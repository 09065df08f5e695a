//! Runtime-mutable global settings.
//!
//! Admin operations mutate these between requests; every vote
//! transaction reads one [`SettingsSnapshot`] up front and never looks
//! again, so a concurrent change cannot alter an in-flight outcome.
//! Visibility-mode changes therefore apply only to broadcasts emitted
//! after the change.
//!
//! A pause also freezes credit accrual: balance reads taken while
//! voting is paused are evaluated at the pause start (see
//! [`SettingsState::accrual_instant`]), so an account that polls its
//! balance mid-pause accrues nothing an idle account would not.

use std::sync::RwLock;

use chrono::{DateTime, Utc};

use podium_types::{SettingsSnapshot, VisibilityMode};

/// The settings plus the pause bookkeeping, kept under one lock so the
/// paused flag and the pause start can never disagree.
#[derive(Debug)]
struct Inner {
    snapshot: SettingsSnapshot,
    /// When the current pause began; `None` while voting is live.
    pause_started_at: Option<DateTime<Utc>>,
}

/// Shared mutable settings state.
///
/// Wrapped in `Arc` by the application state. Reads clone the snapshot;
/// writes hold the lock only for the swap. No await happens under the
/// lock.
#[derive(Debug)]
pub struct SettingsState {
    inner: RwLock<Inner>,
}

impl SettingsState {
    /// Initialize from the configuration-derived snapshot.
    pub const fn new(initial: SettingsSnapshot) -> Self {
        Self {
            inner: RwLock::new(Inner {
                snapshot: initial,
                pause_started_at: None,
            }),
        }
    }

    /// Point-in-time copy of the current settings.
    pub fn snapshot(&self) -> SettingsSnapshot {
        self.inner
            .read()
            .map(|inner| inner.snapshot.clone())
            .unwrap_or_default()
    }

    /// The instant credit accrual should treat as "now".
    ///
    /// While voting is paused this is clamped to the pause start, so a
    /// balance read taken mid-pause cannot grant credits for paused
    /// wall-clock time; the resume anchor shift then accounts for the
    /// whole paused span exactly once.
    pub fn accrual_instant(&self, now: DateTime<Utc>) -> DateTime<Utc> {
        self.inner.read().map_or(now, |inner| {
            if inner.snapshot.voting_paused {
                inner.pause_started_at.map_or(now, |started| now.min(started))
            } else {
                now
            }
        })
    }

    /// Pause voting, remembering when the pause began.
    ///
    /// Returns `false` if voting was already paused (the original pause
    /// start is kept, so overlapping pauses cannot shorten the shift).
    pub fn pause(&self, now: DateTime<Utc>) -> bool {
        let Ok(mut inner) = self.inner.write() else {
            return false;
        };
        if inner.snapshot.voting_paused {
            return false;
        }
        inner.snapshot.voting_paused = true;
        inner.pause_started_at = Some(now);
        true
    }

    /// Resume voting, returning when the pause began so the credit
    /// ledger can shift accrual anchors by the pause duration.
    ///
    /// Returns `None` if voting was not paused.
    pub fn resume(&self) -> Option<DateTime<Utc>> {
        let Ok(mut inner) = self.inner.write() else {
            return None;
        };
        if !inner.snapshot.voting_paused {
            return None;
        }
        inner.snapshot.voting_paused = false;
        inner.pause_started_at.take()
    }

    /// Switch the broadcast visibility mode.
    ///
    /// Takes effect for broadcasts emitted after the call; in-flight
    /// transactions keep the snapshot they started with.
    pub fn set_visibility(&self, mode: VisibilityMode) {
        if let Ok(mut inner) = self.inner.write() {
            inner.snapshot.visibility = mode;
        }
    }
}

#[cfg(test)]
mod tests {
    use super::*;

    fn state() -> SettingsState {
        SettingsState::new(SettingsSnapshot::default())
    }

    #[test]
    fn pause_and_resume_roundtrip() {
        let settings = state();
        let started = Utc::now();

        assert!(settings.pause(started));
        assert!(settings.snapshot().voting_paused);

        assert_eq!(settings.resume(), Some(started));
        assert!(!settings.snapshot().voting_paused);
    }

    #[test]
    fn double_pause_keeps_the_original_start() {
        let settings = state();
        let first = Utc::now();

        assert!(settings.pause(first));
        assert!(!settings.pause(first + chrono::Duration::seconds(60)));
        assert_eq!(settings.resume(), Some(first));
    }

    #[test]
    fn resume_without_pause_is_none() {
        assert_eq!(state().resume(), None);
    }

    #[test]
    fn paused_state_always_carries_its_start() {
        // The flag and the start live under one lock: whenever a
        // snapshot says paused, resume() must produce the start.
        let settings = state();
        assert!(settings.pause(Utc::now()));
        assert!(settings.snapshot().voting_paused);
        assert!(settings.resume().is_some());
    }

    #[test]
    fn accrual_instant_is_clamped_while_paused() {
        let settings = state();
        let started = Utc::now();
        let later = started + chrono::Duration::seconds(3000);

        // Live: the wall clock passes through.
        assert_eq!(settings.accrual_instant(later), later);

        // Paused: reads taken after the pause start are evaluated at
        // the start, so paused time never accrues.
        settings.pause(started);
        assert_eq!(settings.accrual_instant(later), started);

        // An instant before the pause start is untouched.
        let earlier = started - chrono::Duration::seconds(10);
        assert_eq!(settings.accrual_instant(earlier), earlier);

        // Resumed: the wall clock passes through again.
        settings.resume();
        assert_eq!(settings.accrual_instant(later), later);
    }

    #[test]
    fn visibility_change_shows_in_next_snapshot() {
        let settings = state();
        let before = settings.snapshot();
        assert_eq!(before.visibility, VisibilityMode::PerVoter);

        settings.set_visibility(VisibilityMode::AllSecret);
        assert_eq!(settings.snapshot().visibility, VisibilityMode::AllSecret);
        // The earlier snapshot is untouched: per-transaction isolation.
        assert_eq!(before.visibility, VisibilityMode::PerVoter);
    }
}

◆ What is expected ◆
Each line in the data where the string "true" occurs should be identified and copied.

◆ Answer to the exercise ◆
        inner.snapshot.voting_paused = true;
        true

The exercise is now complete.